• DESCRIPTION OF THE TASK: Please reproduce exactly the lines that begin the listing below, up to and including the line where "let mut chars" occurs.

• DATA TO EXAMINE:

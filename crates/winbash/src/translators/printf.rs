//! printf. Translates `%s`/`%d`/`%x`/`%f` to PowerShell `-f` placeholders and
//! `\n`/`\t` to backtick escapes.

use super::TranslatedCommand;
use crate::parser::Word;
use crate::transform::{translate_word, TransformContext};

pub fn translate(args: &[Word], ctx: &mut TransformContext) -> TranslatedCommand {
    if args.is_empty() {
        return TranslatedCommand::new("Write-Output ''");
    }
    let fmt_text = args[0].as_plain_str().unwrap_or("").to_string();
    let rest = &args[1..];

    let mut out = String::new();
    let mut idx = 0;
    let mut chars = fmt_text.chars().peekable();
    while let Some(c) = chars.next() {
        match c {
            '%' => match chars.next() {
                Some('s') | Some('d') | Some('i') | Some('x') | Some('f') => {
                    out.push_str(&format!("{{{idx}}}"));
                    idx += 1;
                }
                Some('%') => out.push('%'),
                Some(other) => {
                    out.push('%');
                    out.push(other);
                }
                None => out.push('%'),
            },
            '\\' => match chars.next() {
                Some('n') => out.push_str("`n"),
                Some('t') => out.push_str("`t"),
                Some(other) => out.push(other),
                None => {}
            },
            '`' | '$' | '"' => {
                out.push('`');
                out.push(c);
            }
            _ => out.push(c),
        }
    }

    let fmt_literal = format!("\"{out}\"");
    let arg_exprs = rest.iter().map(|w| translate_word(w, ctx)).collect::<Vec<_>>().join(", ");
    if arg_exprs.is_empty() {
        TranslatedCommand::new(format!("Write-Output ({fmt_literal})"))
    } else {
        TranslatedCommand::new(format!("Write-Output ({fmt_literal} -f {arg_exprs})"))
    }
}

#[cfg(test)]
mod tests {
    use super::*;
    use crate::tools::ToolAvailability;
    use crate::TranspileOptions;

    #[test]
    fn printf_converts_specifiers_to_format_placeholders() {
        let mut c = TransformContext::new(ToolAvailability::default(), TranspileOptions::default());
        let args = vec![Word::literal("%s: %d\\n"), Word::literal("count"), Word::literal("3")];
        let out = translate(&args, &mut c);
        assert_eq!(out.command, "Write-Output (\"{0}: {1}`n\" -f count, 3)");
    }
}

• REPLY TO THE TASK:
filename crates/winbash/src/translators/printf.rs
//! printf. Translates `%s`/`%d`/`%x`/`%f` to PowerShell `-f` placeholders and
//! `\n`/`\t` to backtick escapes.

use super::TranslatedCommand;
use crate::parser::Word;
use crate::transform::{translate_word, TransformContext};

pub fn translate(args: &[Word], ctx: &mut TransformContext) -> TranslatedCommand {
    if args.is_empty() {
        return TranslatedCommand::new("Write-Output ''");
    }
    let fmt_text = args[0].as_plain_str().unwrap_or("").to_string();
    let rest = &args[1..];

    let mut out = String::new();
    let mut idx = 0;
    let mut chars = fmt_text.chars().peekable();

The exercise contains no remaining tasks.